Different paths to the UTHealth Houston BRAINS research lab
Nicholas Lam was building a set in his performing arts high school’s scene shop when he began feeling a tingling, numbing sensation in his left arm.
Lam thought it felt similar to when his foot would “fall asleep” – except he wasn’t lying on his arm. He wondered if he pinched a nerve. Within the next 45 minutes, the muscle weakness began spreading to the entire left side of Lam’s body.
He ran up the staircase to the school nurse, who told Lam’s parents to bring him to the emergency room. On his way to the hospital, the 18-year-old’s speech started to slur, and the muscle weakness on his left side fully developed into hemiparesis, significantly limiting Lam’s ability to move that side of his body.
“The doctors found a 3-cubic centimeter-sized bleed in my right thalamus – a symmetrical, egg-shaped structure in the middle of the brain – and told me I had an intracerebral hemorrhage that caused a stroke,” Lam said. “The average age of onset for stroke is 65, so I was definitely out of the typical demographic.”
After recovering use of his left side and being discharged from the hospital five days later, and graduating high school the following month, Lam began researching all he could about the kind of stroke he had, wanting to find the best stroke specialists in Houston to help him understand the science behind his experience. Lam’s internet searches pointed him to Louise McCullough, MD, PhD, professor and the Roy M. and Phyllis Gough Huffington Distinguished Chair in the Department of Neurology and co-director of UTHealth Houston Neurosciences.
Lam saw that McCullough conducted much of her renowned research in the medical school’s Brain Rejuvenation Aging Inflammation Neurodegeneration Stroke (BRAINS) Research Laboratory, where more than 60 investigators, research scientists, fellows, assistants, and students study stroke, aging, inflammation, recovery, neurodegeneration, and sex differences in these areas. Lam was particularly interested in the BRAINS Lab’s Summer Research Program – an intensive 10-week program in which participants are paired with an experienced scientific mentor and assigned a research project. He cold-emailed program director Michael E. Maniskas, PhD, who allowed him to join this year’s cohort a few weeks late.
“When Nicholas first emailed, it was amazing to read his story and how far he had come since his stroke. After a virtual interview to discuss our research and gauge his interest in research, it was evident Nicholas belonged in the BRAINS Summer Program,” said Maniskas, research program manager in the Department of Neurology. “While no specific project was set, Nicholas has had the opportunity to shadow almost every affiliated lab group within the BRAINS Research Lab, allowing him to get a broad overview of stroke research and the science behind each project.”
Over the past several weeks, Lam has shadowed Jack Monday, another recent high school graduate who is participating in the program for the second summer in a row, working under Maniskas.
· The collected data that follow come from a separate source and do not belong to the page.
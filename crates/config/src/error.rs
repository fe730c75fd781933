// crates/config/src/error.rs
//! Error types for the configuration system

use std::fmt;
use std::path::PathBuf;
use thiserror::Error;

/// Result type for configuration operations
pub type ConfigResult<T> = Result<T, ConfigError>;

/// Errors that can occur during configuration operations
#[derive(Debug, Error)]
pub enum ConfigError {
    #[error("Cannot read {path}: {source}")]
    ReadError {
        path: PathBuf,
        source: std::io::Error,
    },

    #[error("Cannot write {path}: {source}")]
    WriteError {
        path: PathBuf,
        source: std::io::Error,
    },

    #[error("Invalid TOML in {path}: {source}")]
    ParseError {
        path: PathBuf,
        source: toml::de::Error,
    },

    #[error("Cannot encode config as TOML: {0}")]
    SerializeError(#[from] toml::ser::Error),

    /// One or more fields hold values the client cannot run with
    #[error("Invalid configuration: {0}")]
    ValidationError(String),

    #[error("Cannot create directory {path}: {source}")]
    DirectoryCreationError {
        path: PathBuf,
        source: std::io::Error,
    },

    /// No platform config directory (no home directory, usually)
    #[error("No config directory: {reason}")]
    PathResolutionError { reason: String },

    #[error("Cannot back up previous config: {source}")]
    BackupError { source: std::io::Error },

    #[error("Config I/O failed: {0}")]
    IoError(#[from] std::io::Error),
}

/// Validation error for a specific config field
#[derive(Debug, Clone, PartialEq, Eq)]
pub struct ValidationError {
    /// Dotted path to the field, e.g. `request.timeout_ms`
    pub field: String,
    pub message: String,
    /// The rejected value, when it is worth echoing back
    pub value: Option<String>,
}

impl ValidationError {
    pub fn new(field: impl Into<String>, message: impl Into<String>) -> Self {
        Self {
            field: field.into(),
            message: message.into(),
            value: None,
        }
    }

    /// Same as [`new`](Self::new), echoing the rejected value
    pub fn with_value(
        field: impl Into<String>,
        message: impl Into<String>,
        value: impl ToString,
    ) -> Self {
        Self {
            value: Some(value.to_string()),
            ..Self::new(field, message)
        }
    }
}

impl fmt::Display for ValidationError {
    fn fmt(&self, f: &mut fmt::Formatter<'_>) -> fmt::Result {
        write!(f, "Field '{}': {}", self.field, self.message)?;
        match &self.value {
            Some(value) => write!(f, " (got: {})", value),
            None => Ok(()),
        }
    }
}

impl std::error::Error for ValidationError {}

/// Joins section errors into the single message carried by `ConfigError`
pub(crate) fn join_errors(errors: &[ValidationError]) -> String {
    errors
        .iter()
        .map(|e| e.to_string())
        .collect::<Vec<_>>()
        .join("; ")
}
// crates/network/src/upload/chunk.rs
//! Upload sources and their split into chunks

use super::task::TaskId;
use bytes::Bytes;
use std::io::{self, SeekFrom};
use std::path::{Path, PathBuf};
use tokio::io::{AsyncReadExt, AsyncSeekExt};

#[derive(Debug, Clone)]
enum FileSource {
    Path(PathBuf),
    Memory(Bytes),
}

/// A file to upload
///
/// Path-backed files are read lazily, one range at a time.
#[derive(Debug, Clone)]
pub struct UploadFile {
    name: String,
    size: u64,
    source: FileSource,
}

impl UploadFile {
    /// Describes a file on disk from its metadata
    pub async fn from_path(path: impl AsRef<Path>) -> io::Result<Self> {
        let path = path.as_ref();
        let metadata = tokio::fs::metadata(path).await?;
        if !metadata.is_file() {
            return Err(io::Error::new(
                io::ErrorKind::InvalidInput,
                format!("{} is not a regular file", path.display()),
            ));
        }

        let name = path
            .file_name()
            .map(|n| n.to_string_lossy().into_owned())
            .unwrap_or_else(|| "upload".to_string());

        Ok(Self {
            name,
            size: metadata.len(),
            source: FileSource::Path(path.to_path_buf()),
        })
    }

    /// Wraps an in-memory buffer
    pub fn from_bytes(name: impl Into<String>, data: impl Into<Bytes>) -> Self {
        let data = data.into();
        Self {
            name: name.into(),
            size: data.len() as u64,
            source: FileSource::Memory(data),
        }
    }

    pub fn name(&self) -> &str {
        &self.name
    }

    pub fn size(&self) -> u64 {
        self.size
    }

    /// Reads `[start, end)`, clamped to the file size
    pub async fn read_range(&self, start: u64, end: u64) -> io::Result<Bytes> {
        let end = end.min(self.size);
        if start >= end {
            return Ok(Bytes::new());
        }

        match &self.source {
            FileSource::Memory(data) => Ok(data.slice(start as usize..end as usize)),
            FileSource::Path(path) => {
                let mut file = tokio::fs::File::open(path).await?;
                file.seek(SeekFrom::Start(start)).await?;
                let mut buf = vec![0u8; (end - start) as usize];
                file.read_exact(&mut buf).await?;
                Ok(Bytes::from(buf))
            }
        }
    }
}

/// One contiguous byte range of a task's file
#[derive(Debug, Clone, PartialEq, Eq)]
pub struct ChunkInfo {
    pub index: usize,
    pub total_chunks: usize,
    pub start: u64,
    pub end: u64,
    pub file_size: u64,
    pub task_id: TaskId,
    pub file_name: String,
    /// Set once the task has computed it
    pub fingerprint: Option<String>,
}

impl ChunkInfo {
    pub fn size(&self) -> u64 {
        self.end - self.start
    }

    /// Splits `file` into `chunk_size` ranges; the last may be shorter
    ///
    /// Only the size is consulted. An empty file has no chunks.
    pub fn split(task_id: TaskId, file: &UploadFile, chunk_size: u64) -> Vec<ChunkInfo> {
        let ranges = split_ranges(file.size(), chunk_size);
        let total_chunks = ranges.len();

        ranges
            .into_iter()
            .enumerate()
            .map(|(index, (start, end))| ChunkInfo {
                index,
                total_chunks,
                start,
                end,
                file_size: file.size(),
                task_id,
                file_name: file.name().to_string(),
                fingerprint: None,
            })
            .collect()
    }
}

/// `[start, end)` ranges covering `0..size` without gap or overlap
pub fn split_ranges(size: u64, chunk_size: u64) -> Vec<(u64, u64)> {
    if chunk_size == 0 {
        return Vec::new();
    }

    let mut ranges = Vec::with_capacity(size.div_ceil(chunk_size) as usize);
    let mut start = 0;
    while start < size {
        let end = (start + chunk_size).min(size);
        ranges.push((start, end));
        start = end;
    }
    ranges
}
impl<'a> CanonicalTranslator<'a> {
    pub fn new(schema_provider: &'a dyn SchemaProvider, tables: &'a mut TableRegistry) -> Self {
        Self {
            schema_provider,
            tables,
        }
    }

    /// Translate one statement from an empty scope
    pub fn translate(&mut self, rel: &RelNode) -> Result<PlanDoc, TranslateError> {
        let (doc, columns) = self.translate_rel(rel, &Scope::root())?;
        debug!(operator = rel.type_name(), columns, "translated statement");
        Ok(doc)
    }

    pub fn translate_rel(&mut self, rel: &RelNode, scope: &Scope) -> Result<(PlanDoc, usize), TranslateError> {
        match rel {
            RelNode::Scan { table } => self.translate_scan(table),
            RelNode::Filter { input, condition, variables } => {
                self.translate_filter(input, condition, variables, scope)
            }
            RelNode::Project { input, projects } => self.translate_project(input, projects, scope),
            RelNode::Join { join_type, condition, left, right } => {
                self.translate_join(*join_type, condition, left, right, scope)
            }
            RelNode::Correlate { correlation, left, right } => {
                self.translate_correlate(correlation, left, right, scope)
            }
            RelNode::Union { all, inputs } => self.translate_set_op(rel, *all, inputs, scope, PlanDoc::Union),
            RelNode::Minus { all, inputs } => self.translate_set_op(rel, *all, inputs, scope, PlanDoc::Except),
            RelNode::Aggregate { input, group_set, calls } => {
                self.translate_aggregate(input, group_set, calls, scope)
            }
            RelNode::Sort { .. }
            | RelNode::Intersect { .. }
            | RelNode::Values { .. }
            | RelNode::Calc { .. }
            | RelNode::Exchange { .. }
            | RelNode::TableFunctionScan { .. }
            | RelNode::Match { .. }
            | RelNode::TableModify { .. }
            | RelNode::Other { .. } => Ok(Self::not_implemented(rel)),
        }
    }

    /// Unsupported operators contribute no known columns
    fn not_implemented(rel: &RelNode) -> (PlanDoc, usize) {
        warn!(operator = rel.type_name(), "operator has no canonical form");
        (PlanDoc::not_implemented(rel.type_name()), 0)
    }

    fn translate_scan(&mut self, table: &str) -> Result<(PlanDoc, usize), TranslateError> {
        let provider = self.schema_provider;
        let schema = provider.get_table_schema(table).map_err(TranslateError::Schema)?;
        let id = self.tables.identify(schema);
        Ok((PlanDoc::Scan(id), schema.field_count()))
    }

    fn translate_filter(
        &mut self,
        input: &RelNode,
        condition: &RexNode,
        variables: &[CorrelationId],
        scope: &Scope,
    ) -> Result<(PlanDoc, usize), TranslateError> {
        let (input_doc, columns) = self.translate_rel(input, scope)?;

        // Subqueries in the condition see the filter's input row through its variables
        let condition_scope = scope
            .delta(variables)
            .into_iter()
            .fold(scope.clone(), |acc, id| acc.amend(Some(id), 0));
        let condition_doc = self.translate_rex(condition, &condition_scope, columns)?;

        Ok((PlanDoc::Filter(condition_doc, Box::new(input_doc)), columns))
    }

    fn translate_project(
        &mut self,
        input: &RelNode,
        projects: &[RexNode],
        scope: &Scope,
    ) -> Result<(PlanDoc, usize), TranslateError> {
        let (input_doc, columns) = self.translate_rel(input, scope)?;

        let exprs = projects
            .iter()
            .map(|target| self.translate_rex(target, scope, columns))
            .collect::<Result<Vec<_>, _>>()?;

        Ok((PlanDoc::Project(exprs, Box::new(input_doc)), projects.len()))
    }

    fn translate_join(
        &mut self,
        join_type: JoinType,
        condition: &RexNode,
        left: &RelNode,
        right: &RelNode,
        scope: &Scope,
    ) -> Result<(PlanDoc, usize), TranslateError> {
        let kind = JoinKind {
            ty: join_type.name().to_string(),
        };
        // Join conditions address both sides by absolute position
        let condition_doc = self.translate_rex(condition, scope, 0)?;
        let (left_doc, left_columns) = self.translate_rel(left, scope)?;
        let (right_doc, right_columns) = self.translate_rel(right, scope)?;

        Ok((
            PlanDoc::Join((kind, condition_doc), Box::new(left_doc), Box::new(right_doc)),
            left_columns + right_columns,
        ))
    }

    fn translate_correlate(
        &mut self,
        correlation: &CorrelationId,
        left: &RelNode,
        right: &RelNode,
        scope: &Scope,
    ) -> Result<(PlanDoc, usize), TranslateError> {
        let (left_doc, left_columns) = self.translate_rel(left, scope)?;
        let right_scope = scope.amend(Some(correlation), left_columns);
        let (right_doc, right_columns) = self.translate_rel(right, &right_scope)?;

        Ok((
            PlanDoc::Correlate(Box::new(left_doc), Box::new(right_doc)),
            left_columns + right_columns,
        ))
    }

    fn translate_set_op(
        &mut self,
        rel: &RelNode,
        all: bool,
        inputs: &[RelNode],
        scope: &Scope,
        wrap: fn(Vec<PlanDoc>) -> PlanDoc,
    ) -> Result<(PlanDoc, usize), TranslateError> {
        if inputs.len() < 2 {
            return Err(TranslateError::MissingInput {
                operator: rel.type_name().to_string(),
                expected: 2,
                actual: inputs.len(),
            });
        }

        let mut docs = Vec::with_capacity(inputs.len());
        let mut columns = 0;
        for (position, input) in inputs.iter().enumerate() {
            let (doc, child_columns) = self.translate_rel(input, scope)?;
            if position > 0 && child_columns != columns {
                warn!(
                    operator = rel.type_name(),
                    position,
                    expected = columns,
                    actual = child_columns,
                    "set operation inputs disagree on column count"
                );
            }
            columns = columns.max(child_columns);
            docs.push(doc);
        }

        let doc = wrap(docs);
        let doc = if all { doc } else { doc.distinct() };
        Ok((doc, columns))
    }

    fn translate_aggregate(
        &mut self,
        input: &RelNode,
        group_set: &[usize],
        calls: &[AggregateCall],
        scope: &Scope,
    ) -> Result<(PlanDoc, usize), TranslateError> {
        let (input_doc, _) = self.translate_rel(input, scope)?;

        let call_docs = calls
            .iter()
            .map(|call| AggregateDoc {
                ty: call.aggregation.clone(),
                on: call.args.clone(),
            })
            .collect();

        Ok((
            PlanDoc::Aggregate((group_set.to_vec(), call_docs), Box::new(input_doc)),
            group_set.len() + calls.len(),
        ))
    }
}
“We are studying sex differences in the effects of ischemic stroke on middle-aged male and female mice,” said Monday, whose twin sister, Ellie Monday, is participating in a more clinical summer research program at the BRAINS Lab’s biobank. “Nicholas is helping me conduct behavior tests on the mice. From the data we’ve gathered so far, it looks like female mice will have more depressive symptoms, and perform better in behavior tests, following stroke.”
The program has allowed Monday to expand his research skill set, from working with animals to growing cell cultures in the lab and more. Eventually, he hopes to generate more specific questions related to sex differences in the relationship between stroke and cerebral amyloid angiopathy.
“There’s not really a typical day – I’m shadowing three separate projects, including Jack’s,” Lam said. “From day one, I was immediately thrust into work. In my first week here, I helped collect specimens and learned how to prepare them for cell analysis. With Jack’s project, I haven’t been cleared to touch the mice yet, but I get to observe how Jack performs functional behavioral testing with them and see how all the different machines work. High school just does not prepare you for this.”
Throughout the summer program, students attend a neurology seminar, Journal Club, Grand Rounds, and weekly lab meetings. Sessions are designed to teach the basics of neurology and introduce students to translational neuroscience research. At the end of the program, Monday and other participants will present their findings to the BRAINS Laboratory Research Team, which Lam is looking forward to observing.
“I would not be going into medicine had it not been for my stroke,” said Lam, who is majoring in theater at Northwestern University in Chicago this fall with plans to attend medical school afterward. “Being a stroke survivor stirred something in me. Going through the BRAINS Lab’s Summer Research Program also helped me understand that there is a myriad of factors that could’ve led to my stroke, and it’s gratifying in a way to see all the different causes and outcomes. It made me more passionate about health access and equity.”
Lam will likely see a familiar face in Chicago: Monday, who is attending the University of Chicago to pursue a bachelor’s degree in either psychology or neuroscience – or both. Long-term, Monday wants to obtain a PhD and continue researching the human brain.
“The BRAINS Lab has allowed me to ask so many questions and learn so much about the research process,” Monday said. “I still have many questions I want to answer regarding the brain, which I hope to do through my undergraduate research.”